Projekt Września
Projekt Września wraca z tarczą z kolejnych rozpraw w sądach. Walczą m.in. o przejrzystość w urzędzie
Tej jesieni do Projektu Września dochodzą same dobre informacje z sądów różnych szczebli. Organizacja, która od lat walczy o realne zmiany na lepsze w gminie i mieście Września, nie boi się walki o swoje racje w sądach. I to się opłaca.
Stowarzyszenie Projekt Września ma już dobre doświadczenie związane z dochodzeniem praw i walki o prawa mniejszych społeczności w swojej gminie. Teraz do listy sukcesów dopisano kolejne werdykty. Pod koniec października Wojewódzki Sąd Administracyjny uchylił wydaną przez Burmistrza Wrześni pozytywną dla inwestora decyzję środowiskową, która była krokiem do umożliwienia budowy przemysłowej fermy drobiu w podwrzesińskim Kawęczynie. Projekt Września przyłączył się do protestów mieszkańców, którzy nie chcieli mieć za sąsiada wielkiej fabryki zwierząt. W tej sprawie działania stowarzyszenia przyniosły sukces. Naczelny Sąd Administracyjny ostatecznie i prawomocnie opowiedział się na korzyść mieszkańców nie tylko Kawęczyna, ale też Marzenina i Gulczewa, na które to wsie działanie zakładu także by wpłynęło. Fermy zatem nie będzie.

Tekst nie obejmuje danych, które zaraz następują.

//! `SiteDeleteRemote` implementation for the REST client

use async_trait::async_trait;

use crate::error::Result;
use crate::http_client::{HttpUtils, is_success_status};
use crate::traits::{RawApiError, RemoteErrorMapper, SiteDeleteRemote};
use crate::types::SiteId;

use super::{DeleteSiteResponse, RestDeleteClient, STATUS_DELETED};

/// Classify a fully received reply to `sites/{id}/delete`.
///
/// - non-2xx: transport failure (`HttpStatus`), with the API error body attached
/// - 2xx with `"status": "deleted"`: success
/// - 2xx with any other status, no status, or a body that is not a JSON object:
///   `ServiceRejected`
pub(crate) fn classify_delete_response<M: RemoteErrorMapper + ?Sized>(
    mapper: &M,
    site_id: SiteId,
    status_code: u16,
    body: &str,
) -> Result<()> {
    if !is_success_status(status_code) {
        let raw = RawApiError::from_body(body);
        log::warn!(
            "[{}] Delete site {site_id} failed with HTTP {status_code}",
            mapper.client_name()
        );
        return Err(mapper.map_error(status_code, raw));
    }

    let status = HttpUtils::parse_json::<DeleteSiteResponse>(body).and_then(|r| r.status);

    match status.as_deref() {
        Some(STATUS_DELETED) => Ok(()),
        _ => {
            log::warn!(
                "[{}] Delete site {site_id} not confirmed, status: {status:?}",
                mapper.client_name()
            );
            Err(mapper.rejected(site_id, status))
        }
    }
}

#[async_trait]
impl SiteDeleteRemote for RestDeleteClient {
    fn id(&self) -> &'static str {
        "rest"
    }

    async fn delete_site(&self, site_id: SiteId) -> Result<()> {
        let endpoint = format!("sites/{site_id}/delete");
        log::info!("Requesting deletion of site {site_id}");

        let (status_code, body) = self.post_empty(&endpoint).await?;
        classify_delete_response(self, site_id, status_code, &body)?;

        log::info!("Site {site_id} deleted on server");
        Ok(())
    }
}
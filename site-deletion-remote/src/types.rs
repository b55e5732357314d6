use std::fmt;
use std::time::Duration;

use serde::{Deserialize, Serialize};

// ============ Site ID ============

/// Numeric identifier of a hosted site on the platform.
#[derive(Debug, Clone, Copy, PartialEq, Eq, Hash, PartialOrd, Ord, Serialize, Deserialize)]
#[serde(transparent)]
pub struct SiteId(pub u64);

impl SiteId {
    /// Returns the raw numeric value.
    #[must_use]
    pub fn get(self) -> u64 {
        self.0
    }
}

impl From<u64> for SiteId {
    fn from(value: u64) -> Self {
        Self(value)
    }
}

impl fmt::Display for SiteId {
    fn fmt(&self, f: &mut fmt::Formatter<'_>) -> fmt::Result {
        write!(f, "{}", self.0)
    }
}

impl std::str::FromStr for SiteId {
    type Err = std::num::ParseIntError;

    fn from_str(s: &str) -> Result<Self, Self::Err> {
        s.trim().parse().map(Self)
    }
}

// ============ Client options ============

/// Default REST API host.
pub const DEFAULT_API_BASE: &str = "https://public-api.wordpress.com";
/// Default connect timeout.
pub const DEFAULT_CONNECT_TIMEOUT: Duration = Duration::from_secs(10);
/// Default whole-request timeout.
pub const DEFAULT_REQUEST_TIMEOUT: Duration = Duration::from_secs(30);

/// Options used to build a [`RestDeleteClient`](crate::RestDeleteClient).
///
/// # Default
///
/// Points at [`DEFAULT_API_BASE`] with an empty token and 10s/30s timeouts.
#[derive(Clone, PartialEq, Eq)]
pub struct ClientOptions {
    /// Scheme and host of the REST API, without a trailing slash.
    pub api_base: String,
    /// OAuth bearer token sent with every request.
    pub bearer_token: String,
    /// Maximum time to establish a connection.
    pub connect_timeout: Duration,
    /// Maximum time for the whole request, response body included.
    pub request_timeout: Duration,
}

impl ClientOptions {
    /// Options for `api_base` with the given token and default timeouts.
    #[must_use]
    pub fn new(api_base: impl Into<String>, bearer_token: impl Into<String>) -> Self {
        Self {
            api_base: api_base.into(),
            bearer_token: bearer_token.into(),
            ..Self::default()
        }
    }

    /// Returns a copy with a different request timeout.
    #[must_use]
    pub fn with_request_timeout(mut self, timeout: Duration) -> Self {
        self.request_timeout = timeout;
        self
    }

    /// `api_base` with any trailing `/` removed.
    pub(crate) fn normalized_base(&self) -> &str {
        self.api_base.trim_end_matches('/')
    }
}

impl Default for ClientOptions {
    fn default() -> Self {
        Self {
            api_base: DEFAULT_API_BASE.to_string(),
            bearer_token: String::new(),
            connect_timeout: DEFAULT_CONNECT_TIMEOUT,
            request_timeout: DEFAULT_REQUEST_TIMEOUT,
        }
    }
}

// Tokens must never reach the logs.
impl fmt::Debug for ClientOptions {
    fn fmt(&self, f: &mut fmt::Formatter<'_>) -> fmt::Result {
        f.debug_struct("ClientOptions")
            .field("api_base", &self.api_base)
            .field(
                "bearer_token",
                &crate::utils::log_sanitizer::redact_token(&self.bearer_token),
            )
            .field("connect_timeout", &self.connect_timeout)
            .field("request_timeout", &self.request_timeout)
            .finish()
    }
}
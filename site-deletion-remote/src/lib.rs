//! # site-deletion-remote
//!
//! REST client for permanently deleting a hosted site.
//!
//! The client issues exactly one `POST {api_base}/rest/v1.1/sites/{id}/delete`
//! per call and classifies the reply:
//!
//! | Reply | Result |
//! |-------|--------|
//! | 2xx with `"status": "deleted"` | `Ok(())` |
//! | 2xx with any other or no status | [`RemoteError::ServiceRejected`] |
//! | non-2xx | [`RemoteError::HttpStatus`] |
//! | timeout / connection failure | [`RemoteError::Timeout`] / [`RemoteError::NetworkError`] |
//!
//! ## Feature Flags
//!
//! - **`native-tls`** *(default)* — Use the platform's native TLS implementation.
//! - **`rustls`** — Use rustls. Recommended for cross-compilation and mobile targets.
//!
//! ## Usage
//!
//! ```rust,no_run
//! use site_deletion_remote::{ClientOptions, RestDeleteClient, SiteDeleteRemote, SiteId};
//!
//! #[tokio::main]
//! async fn main() -> Result<(), Box<dyn std::error::Error>> {
//!     let options = ClientOptions::new("https://public-api.wordpress.com", "your-token");
//!     let client = RestDeleteClient::new(options)?;
//!
//!     match client.delete_site(SiteId(42)).await {
//!         Ok(()) => println!("deleted"),
//!         Err(e) if e.is_transport() => println!("could not reach the server: {e}"),
//!         Err(e) => println!("{e}"),
//!     }
//!     Ok(())
//! }
//! ```
//!
//! Nothing is retried. A failed deletion is reported once and left to the caller.

mod common;
mod error;
mod http_client;
mod rest;
mod traits;
mod types;
mod utils;

// Re-export error types
pub use error::{RemoteError, Result, SITE_NOT_DELETED_MESSAGE};

// Re-export the client trait and the REST implementation
pub use rest::RestDeleteClient;
pub use traits::SiteDeleteRemote;

// Re-export types
pub use types::{
    ClientOptions, DEFAULT_API_BASE, DEFAULT_CONNECT_TIMEOUT, DEFAULT_REQUEST_TIMEOUT, SiteId,
};

// Re-export log helpers
pub use utils::log_sanitizer;
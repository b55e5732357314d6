//! Storage and collaborator abstraction trait definitions

mod account_repository;
mod metadata_refresher;
mod request_scope_registry;
mod site_repository;

pub use account_repository::AccountRepository;
pub use metadata_refresher::{
    BroadcastMetadataRefresher, MetadataRefresh, MetadataRefresher, NoopMetadataRefresher,
};
pub use request_scope_registry::{
    track, InMemoryRequestScopeRegistry, RequestScopeRegistry, RequestTicket,
};
pub use site_repository::{SiteContentRepository, SiteRepository};
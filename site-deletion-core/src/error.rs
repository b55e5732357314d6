//! Unified error type definition

use serde::Serialize;
use thiserror::Error;

use crate::types::SiteId;

// Re-export library error type
pub use site_deletion_remote::RemoteError;

/// Core layer error type
#[derive(Error, Debug, Serialize)]
#[serde(tag = "code", content = "details")]
pub enum CoreError {
    /// Site not found in the local store
    #[error("Site not found: {0}")]
    SiteNotFound(SiteId),

    /// Caller does not administer the site, or it is not hosted on the platform
    #[error("Site {0} cannot be deleted from this client")]
    NotEligible(SiteId),

    /// A deletion for this site is already outstanding
    #[error("Deletion of site {0} is already in progress")]
    DeletionInProgress(SiteId),

    /// Confirmation gate rejected a transition
    #[error("Confirmation error: {0}")]
    ConfirmationError(String),

    /// Local purge could not be committed; nothing was removed
    #[error("Local purge failed: {0}")]
    LocalPurgeFailure(String),

    /// Serialization error
    #[error("Serialization error: {0}")]
    SerializationError(String),

    /// Validation error
    #[error("Validation error: {0}")]
    ValidationError(String),

    /// Storage layer error
    #[error("Storage error: {0}")]
    StorageError(String),

    /// Remote deletion error (converted from the client library)
    #[error("{0}")]
    Remote(#[from] RemoteError),
}

impl CoreError {
    /// Whether this is expected behavior (user input, resource does not exist, etc.), used for log levels.
    ///
    /// Use `warn` when this returns `true` and `error` when it returns `false`.
    /// **Update this method when adding variants.**
    #[must_use]
    pub fn is_expected(&self) -> bool {
        match self {
            Self::SiteNotFound(_)
            | Self::NotEligible(_)
            | Self::DeletionInProgress(_)
            | Self::ConfirmationError(_)
            | Self::ValidationError(_) => true,
            Self::Remote(e) => e.is_expected(),
            _ => false,
        }
    }
}

/// Core layer Result type alias
pub type CoreResult<T> = std::result::Result<T, CoreError>;
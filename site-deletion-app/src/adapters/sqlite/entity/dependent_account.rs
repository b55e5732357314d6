//! `SeaORM` entity for the `dependent_accounts` table.

use sea_orm::entity::prelude::*;

#[derive(Clone, Debug, PartialEq, Eq, DeriveEntityModel)]
#[sea_orm(table_name = "dependent_accounts")]
/// Database row model for a linked integration account.
pub struct Model {
    #[sea_orm(primary_key, auto_increment = false)]
    pub id: String,
    pub username: String,
    pub created_at: String,
}

#[derive(Copy, Clone, Debug, EnumIter, DeriveRelation)]
pub enum Relation {}

impl ActiveModelBehavior for ActiveModel {}
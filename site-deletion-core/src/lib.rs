//! Site Deletion Core Library
//!
//! Platform-independent site deletion workflow:
//! - `ConfirmationGate`: the user retypes the site address before anything happens
//! - `DeletionService`: remote delete, then local purge, one outcome per call
//! - `LocalPurgeCoordinator`: cancels site traffic and removes the site, its
//!   exclusive data and an orphaned dependent account in one transaction
//!
//! Storage is abstracted through traits; `site-deletion-app` provides the
//! `SQLite` implementation.
//!
//! ```ignore
//! let mut gate = ConfirmationGate::new();
//! gate.open(site)?;
//! gate.update_input("example.com")?;
//! let outcome = deletion_service.execute(gate.confirm()?).await;
//! ```

pub mod error;
pub mod services;
pub mod traits;
pub mod types;

#[cfg(test)]
mod test_utils;

// Re-export common types
pub use error::{CoreError, CoreResult};
pub use services::{
    ConfirmationGate, DeleteIntent, DeletionService, LocalPurgeCoordinator, ServiceContext,
};
pub use traits::{
    AccountRepository, MetadataRefresher, RequestScopeRegistry, SiteContentRepository,
    SiteRepository,
};
pub use types::{DeletionFailure, DeletionOutcome, Site, SiteId};
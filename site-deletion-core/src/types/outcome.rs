//! Deletion outcome and purge bookkeeping types

use chrono::{DateTime, Utc};
use serde::{Deserialize, Serialize};

use site_deletion_remote::{RemoteError, SiteId};

/// Why a deletion attempt failed
///
/// Every variant renders a message suitable for showing to the user via
/// [`DeletionFailure::reason`].
#[derive(Debug, Clone, PartialEq, Eq, Serialize, Deserialize)]
#[serde(tag = "code", rename_all = "camelCase")]
pub enum DeletionFailure {
    /// Network, connection, timeout or non-2xx failure
    TransportError { detail: String },
    /// The server answered but did not confirm the deletion
    ServiceRejected { detail: String },
    /// The site was deleted remotely but local data could not be removed
    LocalPurgeFailure { detail: String },
    /// The site is not eligible for deletion from this client
    NotEligible { site_id: SiteId },
    /// Another deletion of the same site is still outstanding
    AlreadyInProgress { site_id: SiteId },
}

impl DeletionFailure {
    /// Classify a remote error.
    pub fn from_remote(err: &RemoteError) -> Self {
        match err {
            RemoteError::ServiceRejected { .. } => Self::ServiceRejected {
                detail: err.to_string(),
            },
            _ => Self::TransportError {
                detail: err.to_string(),
            },
        }
    }

    /// Human-readable reason for direct display.
    pub fn reason(&self) -> String {
        match self {
            Self::TransportError { detail } => format!("The site could not be deleted: {detail}"),
            Self::ServiceRejected { detail } => detail.clone(),
            Self::LocalPurgeFailure { detail } => format!(
                "The site was deleted on the server, but its local data could not be removed: {detail}"
            ),
            Self::NotEligible { site_id } => {
                format!("Site {site_id} can only be deleted by an administrator of a hosted site.")
            }
            Self::AlreadyInProgress { site_id } => {
                format!("Site {site_id} is already being deleted.")
            }
        }
    }

    /// Whether the remote site is already gone even though the attempt failed.
    pub fn remote_deleted(&self) -> bool {
        matches!(self, Self::LocalPurgeFailure { .. })
    }
}

impl std::fmt::Display for DeletionFailure {
    fn fmt(&self, f: &mut std::fmt::Formatter<'_>) -> std::fmt::Result {
        f.write_str(&self.reason())
    }
}

/// Result of one deletion attempt
#[derive(Debug, Clone, PartialEq, Eq, Serialize, Deserialize)]
#[serde(tag = "outcome", content = "failure", rename_all = "camelCase")]
pub enum DeletionOutcome {
    /// Remote site deleted and local data purged
    Deleted,
    /// Nothing was claimed deleted; see the failure for what happened
    Failed(DeletionFailure),
}

impl DeletionOutcome {
    pub fn is_deleted(&self) -> bool {
        matches!(self, Self::Deleted)
    }

    pub fn failure(&self) -> Option<&DeletionFailure> {
        match self {
            Self::Deleted => None,
            Self::Failed(failure) => Some(failure),
        }
    }
}

/// What one purge transaction will remove
///
/// The dependent account decision is made before the transaction starts, from
/// an explicit reference count, so the scope of the transaction can be logged
/// and checked.
#[derive(Debug, Clone, PartialEq, Eq, Serialize, Deserialize)]
#[serde(rename_all = "camelCase")]
pub struct PurgePlan {
    /// Site whose record and exclusive data are removed
    pub site_id: SiteId,
    /// Dependent account removed with the site (only when no other site references it)
    pub purge_account: Option<String>,
    /// Dependent account kept because other sites still reference it
    pub retained_account: Option<String>,
}

impl PurgePlan {
    /// Plan that removes only the site and its exclusive data.
    pub fn site_only(site_id: SiteId) -> Self {
        Self {
            site_id,
            purge_account: None,
            retained_account: None,
        }
    }
}

/// Row counts removed by one purge transaction
#[derive(Debug, Clone, Copy, Default, PartialEq, Eq, Serialize, Deserialize)]
#[serde(rename_all = "camelCase")]
pub struct PurgedRows {
    pub site_removed: bool,
    pub posts: u64,
    pub media: u64,
    pub settings: u64,
    pub account_removed: bool,
}

/// Summary of a completed local purge
#[derive(Debug, Clone, PartialEq, Eq, Serialize, Deserialize)]
#[serde(rename_all = "camelCase")]
pub struct PurgeReport {
    pub site_id: SiteId,
    pub posts_removed: u64,
    pub media_removed: u64,
    pub settings_removed: u64,
    pub purged_account: Option<String>,
    pub cancelled_requests: usize,
    pub purged_at: DateTime<Utc>,
}
//! Type definition module

mod confirmation;
mod outcome;
mod site;

pub use confirmation::{ConfirmationState, GatePhase};
pub use outcome::{
    DeletionFailure, DeletionOutcome, PurgePlan, PurgeReport, PurgedRows,
};
pub use site::{DependentAccount, MediaItem, Post, Site, SiteContentSummary, SiteSetting};

// Re-export public types from the remote client library
pub use site_deletion_remote::{ClientOptions, RemoteError, SiteId};
//! Utility modules.

/// Log sanitization utilities to prevent sensitive data exposure.
pub mod log_sanitizer;
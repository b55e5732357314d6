use sea_orm_migration::prelude::*;

#[derive(DeriveMigrationName)]
pub struct Migration;

#[async_trait::async_trait]
impl MigrationTrait for Migration {
    async fn up(&self, manager: &SchemaManager) -> Result<(), DbErr> {
        // dependent_accounts
        manager
            .create_table(
                Table::create()
                    .table(DependentAccount::Table)
                    .if_not_exists()
                    .col(
                        ColumnDef::new(DependentAccount::Id)
                            .string()
                            .not_null()
                            .primary_key(),
                    )
                    .col(ColumnDef::new(DependentAccount::Username).string().not_null())
                    .col(ColumnDef::new(DependentAccount::CreatedAt).string().not_null())
                    .to_owned(),
            )
            .await?;

        // sites
        manager
            .create_table(
                Table::create()
                    .table(Site::Table)
                    .if_not_exists()
                    .col(
                        ColumnDef::new(Site::Id)
                            .big_integer()
                            .not_null()
                            .primary_key(),
                    )
                    .col(ColumnDef::new(Site::Name).string().not_null())
                    .col(ColumnDef::new(Site::Url).string().not_null())
                    .col(
                        ColumnDef::new(Site::IsAdmin)
                            .integer()
                            .not_null()
                            .default(0),
                    )
                    .col(
                        ColumnDef::new(Site::IsHostedOnPlatform)
                            .integer()
                            .not_null()
                            .default(0),
                    )
                    .col(ColumnDef::new(Site::DependentAccountId).string().null())
                    .to_owned(),
            )
            .await?;

        manager
            .create_index(
                Index::create()
                    .name("idx_sites_dependent_account")
                    .table(Site::Table)
                    .col(Site::DependentAccountId)
                    .if_not_exists()
                    .to_owned(),
            )
            .await?;

        // posts
        manager
            .create_table(
                Table::create()
                    .table(Post::Table)
                    .if_not_exists()
                    .col(ColumnDef::new(Post::SiteId).big_integer().not_null())
                    .col(ColumnDef::new(Post::Id).big_integer().not_null())
                    .col(ColumnDef::new(Post::Title).string().not_null())
                    .primary_key(Index::create().col(Post::SiteId).col(Post::Id))
                    .to_owned(),
            )
            .await?;

        // media
        manager
            .create_table(
                Table::create()
                    .table(Media::Table)
                    .if_not_exists()
                    .col(ColumnDef::new(Media::SiteId).big_integer().not_null())
                    .col(ColumnDef::new(Media::Id).big_integer().not_null())
                    .col(ColumnDef::new(Media::RemoteUrl).string().not_null())
                    .primary_key(Index::create().col(Media::SiteId).col(Media::Id))
                    .to_owned(),
            )
            .await?;

        // site_settings
        manager
            .create_table(
                Table::create()
                    .table(SiteSetting::Table)
                    .if_not_exists()
                    .col(ColumnDef::new(SiteSetting::SiteId).big_integer().not_null())
                    .col(ColumnDef::new(SiteSetting::Key).string().not_null())
                    .col(ColumnDef::new(SiteSetting::Value).string().not_null())
                    .primary_key(
                        Index::create()
                            .col(SiteSetting::SiteId)
                            .col(SiteSetting::Key),
                    )
                    .to_owned(),
            )
            .await?;

        Ok(())
    }

    async fn down(&self, manager: &SchemaManager) -> Result<(), DbErr> {
        manager
            .drop_table(Table::drop().table(SiteSetting::Table).to_owned())
            .await?;
        manager
            .drop_table(Table::drop().table(Media::Table).to_owned())
            .await?;
        manager
            .drop_table(Table::drop().table(Post::Table).to_owned())
            .await?;
        manager
            .drop_table(Table::drop().table(Site::Table).to_owned())
            .await?;
        manager
            .drop_table(Table::drop().table(DependentAccount::Table).to_owned())
            .await?;

        Ok(())
    }
}

#[derive(DeriveIden)]
enum DependentAccount {
    #[sea_orm(iden = "dependent_accounts")]
    Table,
    Id,
    Username,
    CreatedAt,
}

#[derive(DeriveIden)]
enum Site {
    #[sea_orm(iden = "sites")]
    Table,
    Id,
    Name,
    Url,
    IsAdmin,
    IsHostedOnPlatform,
    DependentAccountId,
}

#[derive(DeriveIden)]
enum Post {
    #[sea_orm(iden = "posts")]
    Table,
    SiteId,
    Id,
    Title,
}

#[derive(DeriveIden)]
enum Media {
    #[sea_orm(iden = "media")]
    Table,
    SiteId,
    Id,
    RemoteUrl,
}

#[derive(DeriveIden)]
enum SiteSetting {
    #[sea_orm(iden = "site_settings")]
    Table,
    SiteId,
    Key,
    Value,
}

Pod koniec listopada członkowie Projektu Września ponownie wrócili z tarczą. Tym razem z Naczelnego Sądu Administracyjnego. Tym razem chodziło o odmowę udostępniania informacji publicznej przez zawieszonego dziś burmistrza Tomasza Kałużnego. Stowarzyszenie wnioskowało do włodarza miasta i gminy o udostępnienie mu dokumentacji z przebiegu kontroli, wraz z załącznikami. Burmistrz odmówił. Sprawa zatem trafiła do sądu i w 2023 roku WSA przyznał stowarzyszeniu rację, ale burmistrz skierował w tej sprawie skargę kasacyjną do NSA. Sąd wydał wyrok przychylny Projektowi Września. Zatem dokumentacja pokontrolna zostanie stowarzyszeniu udostępniona. Druga sprawa dotyczyła informacji – dla jakich dróg i ulic gmina posiada już dokumentację techniczną. Tutaj burmistrz również odmówił udzielenia odpowiedzi i Projekt Września szukał sprawiedliwości w WSA. Sąd zobowiązał Kałużnego do załatwienia wniosku stowarzyszenia. Burmistrz ponownie złożył skargę kasacyjną i ponownie NSA ją oddalił. W dodatku ukarał burmistrza grzywną. „Oczywiście podwójna wygrana nas cieszy. Szkoda tylko, że burmistrz kolejny już raz nie udostępnia informacji publicznej i naraża gminę na koszty postępowań sądowych” – podsumowało gorzko te ostatnie batalie stowarzyszenie.